Question

Bizarre precision behavior in finding the number of integral points between two points exclusive:

I was writing an algorithm for this which went like this (pseudo).

Given x1,y1 and x2, y2

I calculated double m where m is the gradient of the line segment given as (double)(y2-y1)/(x2-x1) then I calculated double c where c is the y intercept given as y1 - (m*x1)

then for i = Min(x1,x2) i < Max(x1,x2) for j = Min(y1, y2) j < Max(y1,y2) if j = (m*i) + c then ++

finally, return the result -1

The code works for some test cases but fails on others for instance when the two endpoints are perpendicular to each other I had to deal with infinity for m, and NaN cases for c.
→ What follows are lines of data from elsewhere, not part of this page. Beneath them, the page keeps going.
//! Graph construction from an adjacency edge list.
//!
//! # Overview
//!
//! An edge list is a sequence of unordered node pairs, typically produced by
//! a spatial-adjacency detector (one pair per pair of touching rooms). This
//! module turns that sequence into a canonical undirected [`petgraph`] graph
//! that every centrality metric reads from.
//!
//! ## Canonical form
//!
//! - **Self-loops** `(u, u)` are dropped without error. A node that only
//!   ever appears in a self-loop does not become part of the graph.
//! - **Duplicate edges** collapse: `(u, v)`, `(v, u)` and any repetition of
//!   either contribute exactly one adjacency relation.
//! - **Node universe** is exactly the set of endpoints of retained edges.
//!   Nodes are indexed in first-appearance order.
//!
//! A node is inserted with an empty neighbor set the first time a retained
//! edge references it; after [`GraphBuilder::build`] the adjacency is
//! complete and read-only.

#![allow(clippy::module_name_repetitions)]

use std::collections::{HashMap, HashSet};
use std::hash::Hash;

use petgraph::graph::{NodeIndex, UnGraph};
use serde::Serialize;
use tracing::{debug, instrument};

// ---------------------------------------------------------------------------
// Errors
// ---------------------------------------------------------------------------

/// Errors raised while building a [`Graph`].
#[derive(Debug, Clone, PartialEq, Eq, thiserror::Error)]
pub enum GraphError {
    /// An edge record was not a two-element unordered pair.
    #[error("edge record {index} has {arity} endpoint(s), expected exactly 2")]
    InvalidInput {
        /// Zero-based position of the record in the input sequence.
        index: usize,
        /// Number of endpoints the record actually carried.
        arity: usize,
    },
}

// ---------------------------------------------------------------------------
// BuildReport
// ---------------------------------------------------------------------------

/// What happened to the input records during construction.
#[derive(Debug, Clone, Copy, Default, PartialEq, Eq, Serialize)]
pub struct BuildReport {
    /// Number of edge records consumed.
    pub records: usize,
    /// Records dropped because both endpoints were equal.
    pub self_loops: usize,
    /// Records that repeated an already-present unordered pair.
    pub duplicates: usize,
    /// Nodes in the resulting graph.
    pub node_count: usize,
    /// Distinct undirected edges in the resulting graph.
    pub edge_count: usize,
}

/// Result of feeding one pair to [`GraphBuilder::add_edge`].
#[derive(Debug, Clone, Copy, PartialEq, Eq)]
pub enum EdgeOutcome {
    /// A new adjacency relation was recorded.
    Added,
    /// Both endpoints were equal; nothing was recorded.
    SelfLoop,
    /// The unordered pair was already present.
    Duplicate,
}

// ---------------------------------------------------------------------------
// Graph
// ---------------------------------------------------------------------------

/// An undirected, unweighted, simple graph over nodes of type `N`.
///
/// Only equality and hashing are required of `N`; no ordering is assumed.
/// Adjacency is symmetric, self-loop free, and has set semantics by
/// construction.
#[derive(Debug, Clone)]
pub struct Graph<N> {
    graph: UnGraph<N, ()>,
    node_map: HashMap<N, NodeIndex>,
    report: BuildReport,
}

impl<N> Graph<N>
where
    N: Eq + Hash + Clone,
{
    /// Build a graph from unordered node pairs.
    ///
    /// Self-loops are dropped and duplicate pairs collapse to one edge. The
    /// input is consumed by value; borrowed inputs can be passed through
    /// `.iter().cloned()`.
    #[must_use]
    #[instrument(skip_all)]
    pub fn from_edges<I>(edges: I) -> Self
    where
        I: IntoIterator<Item = (N, N)>,
    {
        let mut builder = GraphBuilder::new();
        for (u, v) in edges {
            builder.add_edge(u, v);
        }
        builder.build()
    }

    /// Build a graph from loosely-typed records such as parsed file rows.
    ///
    /// Each record must contain exactly two nodes.
    ///
    /// # Errors
    ///
    /// Returns [`GraphError::InvalidInput`] for the first record whose length
    /// is not 2. No partial graph is returned.
    #[instrument(skip_all)]
    pub fn try_from_records<I, R>(records: I) -> Result<Self, GraphError>
    where
        I: IntoIterator<Item = R>,
        R: AsRef<[N]>,
    {
        let mut builder = GraphBuilder::new();
        for (index, record) in records.into_iter().enumerate() {
            builder.add_record(index, record.as_ref())?;
        }
        Ok(builder.build())
    }
}

impl<N> Graph<N>
where
    N: Eq + Hash,
{
    /// Number of nodes.
    #[must_use]
    pub fn node_count(&self) -> usize {
        self.graph.node_count()
    }

    /// Number of distinct undirected edges.
    #[must_use]
    pub fn edge_count(&self) -> usize {
        self.graph.edge_count()
    }

    /// True when no edge survived construction.
    #[must_use]
    pub fn is_empty(&self) -> bool {
        self.graph.node_count() == 0
    }

    /// True when `node` is an endpoint of at least one retained edge.
    #[must_use]
    pub fn contains(&self, node: &N) -> bool {
        self.node_map.contains_key(node)
    }

    /// Iterate nodes in first-appearance order.
    pub fn nodes(&self) -> impl Iterator<Item = &N> + '_ {
        self.graph.node_weights()
    }

    /// Neighbors of `node`, or `None` if the node is not in the graph.
    pub fn neighbors<'a>(
        &'a self,
        node: &N,
    ) -> Option<impl Iterator<Item = &'a N> + use<'a, N>> {
        let idx = *self.node_map.get(node)?;
        Some(self.graph.neighbors(idx).map(move |n| &self.graph[n]))
    }

    /// Number of neighbors of `node`, or `None` if the node is not in the graph.
    #[must_use]
    pub fn degree(&self, node: &N) -> Option<usize> {
        self.node_map
            .get(node)
            .map(|&idx| self.graph.neighbors(idx).count())
    }

    /// Counts gathered while the graph was built.
    #[must_use]
    pub const fn report(&self) -> &BuildReport {
        &self.report
    }

    /// The underlying petgraph structure. Node weights are the node values.
    #[must_use]
    pub const fn petgraph(&self) -> &UnGraph<N, ()> {
        &self.graph
    }

    /// Node value at a dense index in `0..node_count()`.
    pub(crate) fn node_at(&self, index: usize) -> &N {
        &self.graph[NodeIndex::new(index)]
    }

    /// Dense neighbor indices of the node at `index`.
    pub(crate) fn neighbor_indices(&self, index: usize) -> impl Iterator<Item = usize> + '_ {
        self.graph
            .neighbors(NodeIndex::new(index))
            .map(NodeIndex::index)
    }
}

// ---------------------------------------------------------------------------
// GraphBuilder
// ---------------------------------------------------------------------------

/// Incremental builder for [`Graph`].
#[derive(Debug)]
pub struct GraphBuilder<N> {
    graph: UnGraph<N, ()>,
    node_map: HashMap<N, NodeIndex>,
    seen: HashSet<(NodeIndex, NodeIndex)>,
    report: BuildReport,
}

impl<N> Default for GraphBuilder<N>
where
    N: Eq + Hash + Clone,
{
    fn default() -> Self {
        Self::new()
    }
}

impl<N> GraphBuilder<N>
where
    N: Eq + Hash + Clone,
{
    /// Create an empty builder.
    #[must_use]
    pub fn new() -> Self {
        Self {
            graph: UnGraph::default(),
            node_map: HashMap::new(),
            seen: HashSet::new(),
            report: BuildReport::default(),
        }
    }

    /// Create an empty builder sized for roughly `nodes` nodes and `edges` edges.
    #[must_use]
    pub fn with_capacity(nodes: usize, edges: usize) -> Self {
        Self {
            graph: UnGraph::with_capacity(nodes, edges),
            node_map: HashMap::with_capacity(nodes),
            seen: HashSet::with_capacity(edges),
            report: BuildReport::default(),
        }
    }

    /// Record one unordered pair.
    pub fn add_edge(&mut self, u: N, v: N) -> EdgeOutcome {
        self.report.records += 1;

        if u == v {
            self.report.self_loops += 1;
            return EdgeOutcome::SelfLoop;
        }

        let a = self.intern(u);
        let b = self.intern(v);
        let key = if a < b { (a, b) } else { (b, a) };

        if !self.seen.insert(key) {
            self.report.duplicates += 1;
            return EdgeOutcome::Duplicate;
        }

        self.graph.add_edge(a, b, ());
        EdgeOutcome::Added
    }

    /// Record one loosely-typed record that must hold exactly two nodes.
    ///
    /// # Errors
    ///
    /// Returns [`GraphError::InvalidInput`] when `record.len() != 2`.
    pub fn add_record(&mut self, index: usize, record: &[N]) -> Result<EdgeOutcome, GraphError> {
        match record {
            [u, v] => Ok(self.add_edge(u.clone(), v.clone())),
            _ => Err(GraphError::InvalidInput {
                index,
                arity: record.len(),
            }),
        }
    }

    /// Counts so far.
    #[must_use]
    pub fn report(&self) -> BuildReport {
        BuildReport {
            node_count: self.graph.node_count(),
            edge_count: self.graph.edge_count(),
            ..self.report
        }
    }

    /// Finish construction.
    #[must_use]
    pub fn build(self) -> Graph<N> {
        let report = self.report();
        debug!(
            records = report.records,
            self_loops = report.self_loops,
            duplicates = report.duplicates,
            nodes = report.node_count,
            edges = report.edge_count,
            "graph built"
        );

        Graph {
            graph: self.graph,
            node_map: self.node_map,
            report,
        }
    }

    fn intern(&mut self, node: N) -> NodeIndex {
        if let Some(&idx) = self.node_map.get(&node) {
            return idx;
        }
        let idx = self.graph.add_node(node.clone());
        self.node_map.insert(node, idx);
        idx
    }
}

// ---------------------------------------------------------------------------
// Tests
// ---------------------------------------------------------------------------

#[cfg(test)]
mod tests {
    use super::*;

    fn neighbor_set<'a>(g: &'a Graph<&'a str>, node: &'a str) -> HashSet<&'a str> {
        g.neighbors(&node)
            .expect("node must exist")
            .copied()
            .collect()
    }

    #[test]
    fn empty_input_builds_empty_graph() {
        let g: Graph<u32> = Graph::from_edges(Vec::new());
        assert!(g.is_empty());
        assert_eq!(g.node_count(), 0);
        assert_eq!(g.edge_count(), 0);
    }

    #[test]
    fn adjacency_is_symmetric() {
        let g = Graph::from_edges([("A", "B"), ("B", "C"), ("C", "A"), ("C", "D")]);
        for u in g.nodes() {
            for v in g.neighbors(u).expect("node exists") {
                assert!(
                    neighbor_set(&g, v).contains(u),
                    "{v} should list {u} as a neighbor"
                );
            }
        }
    }

    #[test]
    fn self_loops_are_dropped_and_not_nodes() {
        let g = Graph::from_edges([("A", "A"), ("A", "B"), ("Z", "Z")]);
        assert_eq!(g.node_count(), 2);
        assert!(!g.contains(&"Z"));
        assert!(!neighbor_set(&g, "A").contains("A"));
        assert_eq!(g.report().self_loops, 2);
    }

    #[test]
    fn duplicates_collapse_in_any_order() {
        let g = Graph::from_edges([("A", "B"), ("B", "A"), ("A", "B"), ("B", "C")]);
        assert_eq!(g.edge_count(), 2);
        assert_eq!(g.degree(&"A"), Some(1));
        assert_eq!(g.degree(&"B"), Some(2));
        assert_eq!(g.report().duplicates, 2);
        assert_eq!(g.report().records, 4);
    }

    #[test]
    fn nodes_follow_first_appearance() {
        let g = Graph::from_edges([(3, 1), (1, 2), (2, 3)]);
        let order: Vec<i32> = g.nodes().copied().collect();
        assert_eq!(order, vec![3, 1, 2]);
    }

    #[test]
    fn records_with_wrong_arity_are_rejected() {
        let records = vec![vec!["A", "B"], vec!["C"], vec!["D", "E"]];
        let err = Graph::try_from_records(records).expect_err("second record is malformed");
        assert_eq!(err, GraphError::InvalidInput { index: 1, arity: 1 });

        let records = vec![vec!["A", "B", "C"]];
        let err = Graph::try_from_records(records).expect_err("triple is malformed");
        assert_eq!(err, GraphError::InvalidInput { index: 0, arity: 3 });
    }

    #[test]
    fn well_formed_records_build() {
        let records = vec![["A", "B"], ["B", "C"], ["C", "C"]];
        let g = Graph::try_from_records(records).expect("records are pairs");
        assert_eq!(g.node_count(), 3);
        assert_eq!(g.edge_count(), 2);
    }

    #[test]
    fn builder_reports_each_outcome() {
        let mut b = GraphBuilder::with_capacity(4, 4);
        assert_eq!(b.add_edge("A", "B"), EdgeOutcome::Added);
        assert_eq!(b.add_edge("B", "A"), EdgeOutcome::Duplicate);
        assert_eq!(b.add_edge("C", "C"), EdgeOutcome::SelfLoop);

        let report = b.report();
        assert_eq!(report.records, 3);
        assert_eq!(report.node_count, 2);
        assert_eq!(report.edge_count, 1);
    }

    #[test]
    fn unknown_node_has_no_neighbors() {
        let g = Graph::from_edges([("A", "B")]);
        assert!(g.neighbors(&"Q").is_none());
        assert!(g.degree(&"Q").is_none());
    }
}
But, one particular case caught my eye, Test case 43,38,17,6 for x1,y1 and x2, y2 respectively.

running the code j starts at 6 and i at 17 so this point is definitely on the line segment even though I shouldn't be counting it because it is an end-point. What's bizarre is for this value i, j != (m*i)+c = 5.9999999999... instead of 6. how is that possible? where am I losing precision for this? More importantly how i'm I losing precision?

code:

        int cnt = 0;
        double i, j;
        double m = (double)(y2 - y1) / (x2 - x1);
        double c = y1 - (m * x1);
        for (i = Math.Min(x1, x2); i <= Math.Max(x1, x2); i++)
        {
            for (j = Math.Min(y1, y2); j <= Math.Max(y1, y2); j++)
            {
                if (j == (m * i) + c||double.IsInfinity(m) && double.IsNaN(c))
                    cnt++;
            }
        }
        return cnt - 2;

So I changed all my variables to decimal but unfortunately, I still get failed test cases. But I think i've narrowed it down to this point here :decimal m = (decimal)(y2 - y1) / (x2 - x1);

Was it helpful?

Solution 2

Doubles cannot be precise. They are only precise up to a certain number of digits. Remember they use an internal format to be stored in bytes. This will inevitable cause some precision error.
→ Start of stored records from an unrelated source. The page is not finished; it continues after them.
//! Closeness centrality with the Wasserman–Faust correction.
//!
//! # Definition
//!
//! For each source `s`, a BFS gives the hop distance to every node `s` can
//! reach. With `reachable` counting `s` itself and `total` the sum of
//! distances to the other reached nodes:
//!
//! ```text
//! C(s) = (reachable - 1) / total
//! ```
//!
//! With `wf_improved` (the default) the score is further multiplied by
//! `(reachable - 1) / (N - 1)`, where `N` is the node count of the whole
//! graph. Without it, a node sitting in a two-node component scores the
//! same `1.0` as the hub of a large connected graph.
//!
//! An isolated source, or one whose distance sum is zero, scores `0.0`.
//!
//! # Complexity
//!
//! One BFS per node: O(n · (n + m)).

use std::collections::VecDeque;
use std::hash::Hash;

use rayon::prelude::*;
use serde::{Deserialize, Serialize};
use tracing::instrument;

use crate::graph::Graph;
use crate::metrics::CentralityScores;

/// Configuration for [`closeness_centrality`].
#[derive(Debug, Clone, Copy, PartialEq, Eq, Serialize, Deserialize)]
pub struct ClosenessConfig {
    /// Apply the Wasserman–Faust scaling for graphs with several components.
    pub wf_improved: bool,
    /// Run the per-source searches on the rayon pool.
    pub parallel: bool,
}

impl Default for ClosenessConfig {
    fn default() -> Self {
        Self {
            wf_improved: true,
            parallel: false,
        }
    }
}

/// Compute closeness centrality for every node in `graph`.
///
/// An empty graph yields an empty map.
#[must_use]
#[instrument(skip(graph), fields(nodes = graph.node_count()))]
pub fn closeness_centrality<N>(graph: &Graph<N>, config: &ClosenessConfig) -> CentralityScores<N>
where
    N: Eq + Hash + Clone + Sync,
{
    let n = graph.node_count();
    if n == 0 {
        return CentralityScores::new();
    }

    let scores: Vec<f64> = if config.parallel {
        (0..n)
            .into_par_iter()
            .map_init(
                || BfsScratch::new(n),
                |scratch, s| source_score(graph, s, scratch, config.wf_improved),
            )
            .collect()
    } else {
        let mut scratch = BfsScratch::new(n);
        (0..n)
            .map(|s| source_score(graph, s, &mut scratch, config.wf_improved))
            .collect()
    };

    scores
        .into_iter()
        .enumerate()
        .map(|(i, score)| (graph.node_at(i).clone(), score))
        .collect()
}

/// Reusable BFS buffers, reset between sources.
struct BfsScratch {
    dist: Vec<Option<usize>>,
    queue: VecDeque<usize>,
}

impl BfsScratch {
    fn new(n: usize) -> Self {
        Self {
            dist: vec![None; n],
            queue: VecDeque::with_capacity(n),
        }
    }
}

#[allow(clippy::cast_precision_loss)]
fn source_score<N: Eq + Hash>(
    graph: &Graph<N>,
    s: usize,
    scratch: &mut BfsScratch,
    wf_improved: bool,
) -> f64 {
    let (reachable, total) = bfs_distance_sum(graph, s, scratch);

    if reachable <= 1 || total == 0 {
        return 0.0;
    }

    let mut score = (reachable - 1) as f64 / total as f64;

    let n = graph.node_count();
    if wf_improved && n > 1 {
        score *= (reachable - 1) as f64 / (n - 1) as f64;
    }

    score
}

/// BFS from `s`; returns `(reachable including s, sum of hop distances)`.
fn bfs_distance_sum<N: Eq + Hash>(
    graph: &Graph<N>,
    s: usize,
    scratch: &mut BfsScratch,
) -> (usize, usize) {
    scratch.dist.fill(None);
    scratch.queue.clear();

    scratch.dist[s] = Some(0);
    scratch.queue.push_back(s);

    let mut reachable = 0;
    let mut total = 0;

    while let Some(v) = scratch.queue.pop_front() {
        let dv = scratch.dist[v].unwrap_or(0);
        reachable += 1;
        total += dv;

        for w in graph.neighbor_indices(v) {
            if scratch.dist[w].is_none() {
                scratch.dist[w] = Some(dv + 1);
                scratch.queue.push_back(w);
            }
        }
    }

    (reachable, total)
}

#[cfg(test)]
mod tests {
    use super::*;

    fn wf() -> ClosenessConfig {
        ClosenessConfig::default()
    }

    fn plain() -> ClosenessConfig {
        ClosenessConfig {
            wf_improved: false,
            ..ClosenessConfig::default()
        }
    }

    #[test]
    fn empty_graph_returns_empty() {
        let g: Graph<u32> = Graph::from_edges(Vec::new());
        assert!(closeness_centrality(&g, &wf()).is_empty());
    }

    #[test]
    fn path_of_three() {
        // A - B - C: B reaches both at distance 1, ends sum to 3.
        let g = Graph::from_edges([("A", "B"), ("B", "C")]);
        let cc = closeness_centrality(&g, &wf());
        assert!((cc["B"] - 1.0).abs() < 1e-12);
        assert!((cc["A"] - 2.0 / 3.0).abs() < 1e-12);
        assert!((cc["C"] - 2.0 / 3.0).abs() < 1e-12);
    }

    #[test]
    fn disconnected_without_correction_matches_component_local_value() {
        // a-b and c-d-e; without WF both a and d look perfectly central.
        let g = Graph::from_edges([("a", "b"), ("c", "d"), ("d", "e")]);
        let cc = closeness_centrality(&g, &plain());
        assert!((cc["a"] - 1.0).abs() < 1e-12);
        assert!((cc["d"] - 1.0).abs() < 1e-12);
        assert!((cc["c"] - 2.0 / 3.0).abs() < 1e-12);
    }

    #[test]
    fn disconnected_with_correction_penalizes_small_component() {
        let g = Graph::from_edges([("a", "b"), ("c", "d"), ("d", "e")]);
        let cc = closeness_centrality(&g, &wf());
        // a: 1/1 * 1/4
        assert!((cc["a"] - 0.25).abs() < 1e-12);
        // d: 2/2 * 2/4
        assert!((cc["d"] - 0.5).abs() < 1e-12);
        // c: 2/3 * 2/4
        assert!((cc["c"] - 1.0 / 3.0).abs() < 1e-12);
    }

    #[test]
    fn parallel_matches_sequential() {
        let g = Graph::from_edges([(1, 2), (2, 3), (3, 4), (4, 1), (4, 5), (6, 7)]);
        let seq = closeness_centrality(&g, &wf());
        let par = closeness_centrality(
            &g,
            &ClosenessConfig {
                parallel: true,
                ..wf()
            },
        );
        for (node, score) in &seq {
            assert_eq!(score.to_bits(), par[node].to_bits(), "node {node}");
        }
    }
}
And even worse, some values you put into a double are unable to be precisely stored, even with no calculation made.

Example to make you aware: Assigning 1.94 to a double variable can be tested here and will result in: 1.939999999999999946709294817992486059665679931640625!

Its bad practice and doomed to fail to compare two floating point numbers with equality operator.
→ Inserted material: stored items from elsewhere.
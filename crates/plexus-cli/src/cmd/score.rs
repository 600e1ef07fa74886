//! `plexus degree|closeness|betweenness|all`: ranked centrality scores.

use std::io::{self, Write};

use clap::Args;
use plexus_core::metrics::{Centrality, CentralityConfig, compute_all, rank};
use plexus_core::{CentralityScores, Graph, NodeKey, timing};
use serde::Serialize;
use tracing::instrument;

use crate::cmd::{InputArgs, RunContext, load_graph};
use crate::output::{pretty_rule, pretty_section, render_mode};

/// Options shared by every scoring subcommand.
#[derive(Args, Debug, Clone)]
pub struct ScoreArgs {
    #[command(flatten)]
    pub input: InputArgs,

    /// Show only the N highest-scoring nodes.
    #[arg(long, value_name = "N")]
    pub top: Option<usize>,

    /// Run per-source searches on all cores.
    #[arg(long)]
    pub parallel: bool,
}

/// Arguments for `plexus closeness`.
#[derive(Args, Debug, Clone)]
pub struct ClosenessArgs {
    #[command(flatten)]
    pub score: ScoreArgs,

    /// Skip the Wasserman-Faust scaling for disconnected plans.
    #[arg(long)]
    pub no_wf_improved: bool,
}

/// Arguments for `plexus betweenness`.
#[derive(Args, Debug, Clone)]
pub struct BetweennessArgs {
    #[command(flatten)]
    pub score: ScoreArgs,

    /// Report raw pair counts instead of normalized scores.
    #[arg(long)]
    pub raw: bool,
}

/// Arguments for `plexus all`.
#[derive(Args, Debug, Clone)]
pub struct AllArgs {
    #[command(flatten)]
    pub score: ScoreArgs,

    /// Skip the Wasserman-Faust scaling for closeness.
    #[arg(long)]
    pub no_wf_improved: bool,

    /// Report raw betweenness pair counts.
    #[arg(long)]
    pub raw: bool,

    /// Metric that orders the rows.
    #[arg(long, value_name = "METRIC", default_value = "betweenness")]
    pub sort: Centrality,
}

/// Flag overrides applied on top of the configured metric settings.
#[derive(Debug, Clone, Copy, Default)]
pub struct Overrides {
    pub parallel: bool,
    pub no_wf_improved: bool,
    pub raw: bool,
}

impl Overrides {
    fn apply(self, mut config: CentralityConfig) -> CentralityConfig {
        if self.parallel {
            config = config.with_parallel(true);
        }
        if self.no_wf_improved {
            config.closeness.wf_improved = false;
        }
        if self.raw {
            config.betweenness.normalized = false;
        }
        config
    }
}

#[derive(Debug, Serialize)]
struct NodeScore<'a> {
    node: &'a NodeKey,
    score: f64,
}

/// JSON payload for a single-metric run.
#[derive(Debug, Serialize)]
struct MetricReport<'a> {
    metric: Centrality,
    node_count: usize,
    edge_count: usize,
    config: CentralityConfig,
    scores: Vec<NodeScore<'a>>,
}

#[derive(Debug, Serialize)]
struct NodeRow<'a> {
    node: &'a NodeKey,
    degree: f64,
    closeness: f64,
    betweenness: f64,
}

/// JSON payload for `plexus all`.
#[derive(Debug, Serialize)]
struct AllReport<'a> {
    sort: Centrality,
    node_count: usize,
    edge_count: usize,
    config: CentralityConfig,
    scores: Vec<NodeRow<'a>>,
}

/// Execute one of `plexus degree|closeness|betweenness`.
#[instrument(skip(args, ctx))]
pub fn run_metric(
    metric: Centrality,
    args: &ScoreArgs,
    overrides: Overrides,
    ctx: &RunContext,
) -> anyhow::Result<()> {
    let graph = load_graph(&args.input, ctx)?;
    let config = overrides.apply(ctx.settings.centrality);

    let scores = timing::timed(metric.as_str(), || metric.compute(&graph, &config));
    let top = args.top.or(ctx.settings.top);

    let payload = MetricReport {
        metric,
        node_count: graph.node_count(),
        edge_count: graph.edge_count(),
        config,
        scores: ranked(&graph, &scores, top),
    };

    render_mode(ctx.output, &payload, render_metric_text, render_metric_pretty)
}

/// Execute `plexus all`.
#[instrument(skip(args, ctx))]
pub fn run_all(args: &AllArgs, ctx: &RunContext) -> anyhow::Result<()> {
    let graph = load_graph(&args.score.input, ctx)?;
    let overrides = Overrides {
        parallel: args.score.parallel,
        no_wf_improved: args.no_wf_improved,
        raw: args.raw,
    };
    let config = overrides.apply(ctx.settings.centrality);

    let report = timing::timed("all", || compute_all(&graph, &config));
    let top = args.score.top.or(ctx.settings.top);

    let score_of = |scores: &CentralityScores<NodeKey>, node: &NodeKey| {
        scores.get(node).copied().unwrap_or(0.0)
    };
    let rows = ranked(&graph, report.get(args.sort), top)
        .into_iter()
        .map(|entry| NodeRow {
            node: entry.node,
            degree: score_of(&report.degree, entry.node),
            closeness: score_of(&report.closeness, entry.node),
            betweenness: score_of(&report.betweenness, entry.node),
        })
        .collect();

    let payload = AllReport {
        sort: args.sort,
        node_count: graph.node_count(),
        edge_count: graph.edge_count(),
        config,
        scores: rows,
    };

    render_mode(ctx.output, &payload, render_all_text, render_all_pretty)
}

fn ranked<'g>(
    graph: &'g Graph<NodeKey>,
    scores: &CentralityScores<NodeKey>,
    top: Option<usize>,
) -> Vec<NodeScore<'g>> {
    let mut rows: Vec<NodeScore<'g>> = rank(graph, scores)
        .into_iter()
        .map(|(node, score)| NodeScore { node, score })
        .collect();
    if let Some(top) = top {
        rows.truncate(top);
    }
    rows
}

fn label_width<'a>(nodes: impl Iterator<Item = &'a NodeKey>) -> usize {
    nodes
        .map(|node| node.to_string().chars().count())
        .max()
        .unwrap_or(0)
        .max(4)
}

fn render_metric_text(report: &MetricReport<'_>, w: &mut dyn Write) -> io::Result<()> {
    writeln!(w, "node\t{}", report.metric)?;
    for row in &report.scores {
        writeln!(w, "{}\t{}", row.node, row.score)?;
    }
    Ok(())
}

fn render_metric_pretty(report: &MetricReport<'_>, w: &mut dyn Write) -> io::Result<()> {
    pretty_section(
        w,
        &format!(
            "{} centrality ({} nodes, {} edges)",
            capitalize(report.metric.as_str()),
            report.node_count,
            report.edge_count
        ),
    )?;
    if report.scores.is_empty() {
        return writeln!(w, "no nodes");
    }

    let width = label_width(report.scores.iter().map(|row| row.node));
    for (i, row) in report.scores.iter().enumerate() {
        writeln!(w, "{:>3}  {:<width$}  {:.6}", i + 1, row.node.to_string(), row.score)?;
    }
    Ok(())
}

fn render_all_text(report: &AllReport<'_>, w: &mut dyn Write) -> io::Result<()> {
    writeln!(w, "node\tdegree\tcloseness\tbetweenness")?;
    for row in &report.scores {
        writeln!(
            w,
            "{}\t{}\t{}\t{}",
            row.node, row.degree, row.closeness, row.betweenness
        )?;
    }
    Ok(())
}

fn render_all_pretty(report: &AllReport<'_>, w: &mut dyn Write) -> io::Result<()> {
    pretty_section(
        w,
        &format!(
            "Centrality ({} nodes, {} edges, sorted by {})",
            report.node_count, report.edge_count, report.sort
        ),
    )?;
    if report.scores.is_empty() {
        return writeln!(w, "no nodes");
    }

    let width = label_width(report.scores.iter().map(|row| row.node));
    writeln!(
        w,
        "{:>3}  {:<width$}  {:>10}  {:>10}  {:>11}",
        "#", "node", "degree", "closeness", "betweenness"
    )?;
    pretty_rule(w)?;
    for (i, row) in report.scores.iter().enumerate() {
        writeln!(
            w,
            "{:>3}  {:<width$}  {:>10.6}  {:>10.6}  {:>11.6}",
            i + 1,
            row.node.to_string(),
            row.degree,
            row.closeness,
            row.betweenness
        )?;
    }
    Ok(())
}

fn capitalize(s: &str) -> String {
    let mut chars = s.chars();
    chars.next().map_or_else(String::new, |first| {
        first.to_uppercase().chain(chars).collect()
    })
}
Important read about floating point numbers: What Every Computer Scientist Should Know About Floating-Point Arithmetic

Squeezing infinitely many real numbers into a finite number of bits requires an approximate representation. Although there are infinitely many integers, in most programs the result of integer computations can be stored in 32 bits. In contrast, given any fixed number of bits, most calculations with real numbers will produce quantities that cannot be exactly represented using that many bits. Therefore the result of a floating-point calculation must often be rounded in order to fit back into its finite representation. This rounding error is the characteristic feature of floating-point computation.

As solution if you really want to compare you can sensitively round the results with Math.round(x, decimals) before comparing them.

OTHER TIPS

m and c are doubles, so (m*i)+c is going to return a double. j however, is an int. So you're comparing an integer to a double. Given floating point representation, this is going to be an issue SOMEWHERE when doing direct comparisons. You need to either cast the right-hand side of that comparison as an integer, or do some sort of non-exact comparison. Alternatively you could use something that is not floating point precision, like decimal, which won't show this issue.